Kales attacked by pests

What is the main cause of the improper use of pesticides? This is a question that can generate a million and one answers. But let us remove this misconception that pesticides misuse is happening because of failed extension services and say that ignorance is the only sin as far as chemical misuse is concerned. This is because every pesticide has a statutory box in its label that has clear instructions on how to use it safely. An extension officer whether present or absent won’t be armed with a different set of information but will refer to the same instructions on the label which are written in both English and Kiswahili. Our advice to the farmers is to adhere to the instructions on the label.  

Let’s talk about pesticides briefly in reference to MRLs or Maximum Residue Levels which is the maximum allowable residues in a specific vegetable or food after a certain known pesticide has been sprayed on it in respect to the label instructions. MRLs are therefore set parameters usually expressed in ppm or parts per million of a product. allowable in a kg or a gram of food being analyzed. Such levels are set by the chemical manufacturers on request by the regulating bodies which are then subjected to various considerations among them consumers dietary habits and the life expectancy.  

It’s important to note that MRLs are not a measure of food safety but a measure of adherence to good agricultural practices. It is therefore unfortunate to note that food safety activists have wrongly embraced MRLs to mean total food safety. (Consuming food that has exceeded MRL does not necessarily mean a risk to health)   

The concern about pesticides abuse in the European Union (EU) member states focused more on who was at the highest risk of harm.
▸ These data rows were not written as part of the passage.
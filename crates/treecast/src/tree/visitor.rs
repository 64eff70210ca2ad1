//! Shell visitors rewrite a node before it reaches the type dispatch.
//!
//! They run in a fixed order: union narrowing, interface binding, attribute
//! rewriting and object binding. A visitor may hand the shell on, restart
//! the chain with a rewritten shell, or settle the node with a value.

mod attribute;
mod binding;
mod interface;
mod union;

use treecast_core::value::Value;

use crate::tree::{Failure, Shell, TreeBuilder};

pub(crate) use attribute::AttributeShellVisitor;
pub(crate) use binding::ObjectBindingShellVisitor;
pub(crate) use interface::InterfaceShellVisitor;
pub(crate) use union::UnionShellVisitor;

/// What a visitor did with a shell.
pub(crate) enum Visited {
    /// Go on with the next visitor.
    Continue(Shell),
    /// The type changed in a way earlier visitors must see; start over.
    Restart(Shell),
    /// The node is built.
    Done(Value),
}

pub(crate) trait ShellVisitor: Send + Sync {
    fn visit(&self, shell: Shell, tree: &TreeBuilder) -> Result<Visited, Failure>;
}

/// Runs visitors in order until one settles the node or all have passed.
pub(crate) struct AggregateShellVisitor {
    visitors: Vec<Box<dyn ShellVisitor>>,
}

impl AggregateShellVisitor {
    pub(crate) fn new(visitors: Vec<Box<dyn ShellVisitor>>) -> Self {
        Self { visitors }
    }

    /// Returns [`Visited::Done`] or [`Visited::Continue`] with the final
    /// shell, never [`Visited::Restart`].
    pub(crate) fn visit(&self, mut shell: Shell, tree: &TreeBuilder) -> Result<Visited, Failure> {
        let mut index = 0;
        while let Some(visitor) = self.visitors.get(index) {
            match visitor.visit(shell, tree)? {
                Visited::Continue(next) => {
                    shell = next;
                    index += 1;
                }
                Visited::Restart(next) => {
                    shell = next;
                    index = 0;
                }
                Visited::Done(value) => return Ok(Visited::Done(value)),
            }
        }
        Ok(Visited::Continue(shell))
    }
}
You would be surprised to note that the consumers are at the lowest risk of harm or exposure from pesticides. 

Those at the highest risks are:

  • Those handling pesticides in their concentrated form e.g. Store operators or spray operators who mix the chemicals themselves. This category of users is Protected from harm or exposure through recommendations of certain enhanced Personal Protective Equipment (PPE) which includes face shields when dispensing chemicals.
  • Spray operators handling diluted chemicals – Protected through the use of PPE.
  • Bees and aquatic lives. These are protected through the dosage rates, spray buffer zones and timing when bees are not searching for pollen. 
  • Those working in sprayed grounds or crops. These are protected through specifying re-entry periods.
  • Consumers. Safeguarded by observing Pre-harvest intervals (PHI)

There is something called COSHH (Control of Substances Hazardous to Health) which is a requirement in EU member states for anyone using pesticides. We need to borrow this as a country. COSHH is all about pesticides safety which stresses more on the decision-making process before a spraying product is settled on.